2. Georgia Tech’s rushing defense. The Yellow Jackets have allowed four different 100 yard ACC rushers this season, and Virginia Tech’s David Wilson is looking for his ninth 100-yard game of the season. The Jackets played well in their upset win over Clemson, but can they make the stops against the nation’s leading rusher and get the Hokies off the field?
3. The ACC standings. This is a critical week for the conference race. Clemson can clinch the Atlantic Division with a win over Wake Forest, Virginia Tech can eliminate Georgia Tech and Miami with a win in Atlanta, and Georgia Tech can move into a tie for first place with Virginia with a win.

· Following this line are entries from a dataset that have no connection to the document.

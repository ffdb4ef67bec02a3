//! Scripted in-memory transport for unit tests.

use std::cell::RefCell;
use std::collections::HashMap;

use async_trait::async_trait;
use serde_json::Value;

use crate::address::Address;
use crate::error::FetchError;
use crate::transport::Transport;

#[derive(Default)]
pub(crate) struct ScriptedTransport {
    responses: RefCell<HashMap<Address, Result<Value, FetchError>>>,
    delays: RefCell<HashMap<Address, usize>>,
    requests: RefCell<Vec<Address>>,
}

impl ScriptedTransport {
    pub(crate) fn new() -> Self {
        Self::default()
    }

    pub(crate) fn respond(&self, address: Address, value: Value) {
        self.responses.borrow_mut().insert(address, Ok(value));
    }

    pub(crate) fn fail(&self, address: Address, status: u16) {
        let error = FetchError::Status {
            address: address.clone(),
            status,
        };
        self.responses.borrow_mut().insert(address, Err(error));
    }

    /// Hold the response back for `yields` scheduler turns.
    pub(crate) fn delay(&self, address: Address, yields: usize) {
        self.delays.borrow_mut().insert(address, yields);
    }

    pub(crate) fn requests(&self) -> Vec<Address> {
        self.requests.borrow().clone()
    }

    pub(crate) fn request_count(&self, address: &Address) -> usize {
        self.requests.borrow().iter().filter(|a| *a == address).count()
    }
}

#[async_trait(?Send)]
impl Transport for ScriptedTransport {
    async fn get_json(&self, address: &Address) -> Result<Value, FetchError> {
        self.requests.borrow_mut().push(address.clone());

        let yields = self.delays.borrow().get(address).copied().unwrap_or(0);
        for _ in 0..yields {
            tokio::task::yield_now().await;
        }

        self.responses
            .borrow()
            .get(address)
            .cloned()
            .unwrap_or_else(|| {
                Err(FetchError::Network {
                    address: address.clone(),
                    message: "no scripted response".to_string(),
                })
            })
    }
}
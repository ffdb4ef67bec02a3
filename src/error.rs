//! Errors

use thiserror::Error;

use crate::address::Address;

/// Failure of one remote lookup.
///
/// Cloneable because a single in-flight request may be awaited by several
/// callers, and each of them receives the same failure.
#[derive(Debug, Clone, PartialEq, Eq, Error)]
pub enum FetchError {
    /// The request could not be completed (connect, TLS, body read).
    #[error("request to {address} failed: {message}")]
    Network { address: Address, message: String },
    /// The server answered with a non-2xx status.
    #[error("request to {address} returned HTTP {status}")]
    Status { address: Address, status: u16 },
    /// The body was not JSON, or not the JSON record that was expected.
    #[error("malformed response from {address}: {message}")]
    Malformed { address: Address, message: String },
}

impl FetchError {
    pub fn address(&self) -> &Address {
        match self {
            FetchError::Network { address, .. }
            | FetchError::Status { address, .. }
            | FetchError::Malformed { address, .. } => address,
        }
    }

    /// Network failure in the broad sense: transport error or HTTP error status.
    pub fn is_network(&self) -> bool {
        matches!(self, FetchError::Network { .. } | FetchError::Status { .. })
    }

    pub fn is_malformed(&self) -> bool {
        matches!(self, FetchError::Malformed { .. })
    }
}

/// The main error type of a session
#[derive(Debug, Error)]
pub enum Error {
    #[error(transparent)]
    Fetch(#[from] FetchError),
    /// The user address resolved to `null`.
    #[error("no such user: {0}")]
    UnknownUser(String),
    /// The HTTP client could not be constructed.
    #[error("failed to build HTTP client: {0}")]
    Client(#[from] reqwest::Error),
}

pub type Result<T, E = Error> = std::result::Result<T, E>;
//! Incremental loader for a Hacker News user's submissions.
//!
//! A [`Session`] fetches the user's submitted items through a deduplicating
//! [`FetchCache`], keeps the titled ones as stories, then walks every comment
//! tree level by level. Each group of newly resolved items is handed to a
//! [`Reconcile`] sink as soon as it arrives, so a front end can draw only what
//! is new.
//!
//! ```no_run
//! use hn_blog::{Config, Item, Session, SessionParams};
//!
//! # async fn demo() -> Result<(), hn_blog::Error> {
//! let config = Config::default();
//! let params = SessionParams::from_query("?user=pg&filter=Ask", &config);
//! let mut session = Session::new(config)?;
//! session
//!     .run(&params, &mut |items: &[Item]| println!("{} new items", items.len()))
//!     .await?;
//! # Ok(())
//! # }
//! ```

pub mod address;
pub mod batch;
pub mod cache;
pub mod config;
pub mod error;
pub mod filter;
pub mod logging;
pub mod models;
pub mod render;
pub mod resolver;
pub mod session;
pub mod state;
pub mod transport;

#[cfg(test)]
mod testing;

pub use address::{Address, ApiRoot, Entity};
pub use batch::BatchedFetcher;
pub use cache::FetchCache;
pub use config::Config;
pub use error::{Error, FetchError};
pub use filter::TitleFilter;
pub use models::{Item, ItemBody, ItemId, Updates, User};
pub use resolver::{Expansion, Reconcile, TreeResolver};
pub use session::{Session, SessionParams, SessionSummary};
pub use state::{MaterializedState, Thread};
pub use transport::{HttpTransport, Transport};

4. Clemson running back Andre Ellington: He missed the Georgia Tech game with an ankle injury, and Clemson in turn missed him. Ellington is not only the team’s top rusher, but his ability to block and hang onto the ball should be a noticeable upgrade to Clemson’s offense against Wake Forest.
5. Standout receivers in Death Valley. The ACC’s top two receivers in receptions/per game will highlight Saturday’s matchup. Wake Forest junior wide receiver Chris Givens is 68 receiving yards away from tying Ricky Proehl’s single-season record of 1,053 which he set during the 1989 season. Clemson’s Sammy Watkins is No. 2 in the ACC at 108 receiving yards per game, while Givens leads with 109.4.
6. Miami running back Lamar Miller against the nation’s No. 3 rushing defense. Florida State is holding opponents to just 78.89 rushing yards per game, but Miller is coming off a 147-yard performance against Duke and became the program’s first 1,000-yard rusher since 2002.
7. Florida State’s receivers against Miami’s secondary. A total of 10 Seminoles with at least five receptions are averaging more than 10.5 yards per catch. No team in the nation has more receivers averaging 10.5 yards per reception with a minimum of five catches. Miami’s defense can’t key in on one player, and the Canes rank No. 95 in pass efficiency defense.
8. Duke’s passing game against Virginia’s defense. The Hoos are No. 20 in the country in pass efficiency defense, and Duke has the No. 3 passing offense in the ACC. Virginia safety Rodney McLeod had three interceptions last weekend against Maryland, but Duke receivers Conner Vernon and Donovan Varner are two of the best in the league.
9. NC State receiver T.J. Graham. He needs 55 yards to break the ACC career kickoff return mark. Earlier this season, Graham became the first Wolfpack receiver with three consecutive games with more than 100 yards since Jerricho Cotchery had five straight at the end of 2003.
10. Maryland’s red zone defense. Over the past four games, Notre Dame has converted 17 red zone trips into 15 touchdowns. That is the highest touchdown percentage on red zone visits for the Irish over any four-game stretch since 2000. As much as Maryland’s defense has struggled this year, the Terps have fared well in the red zone, and are tied for No. 20 in the country in red zone efficiency defense.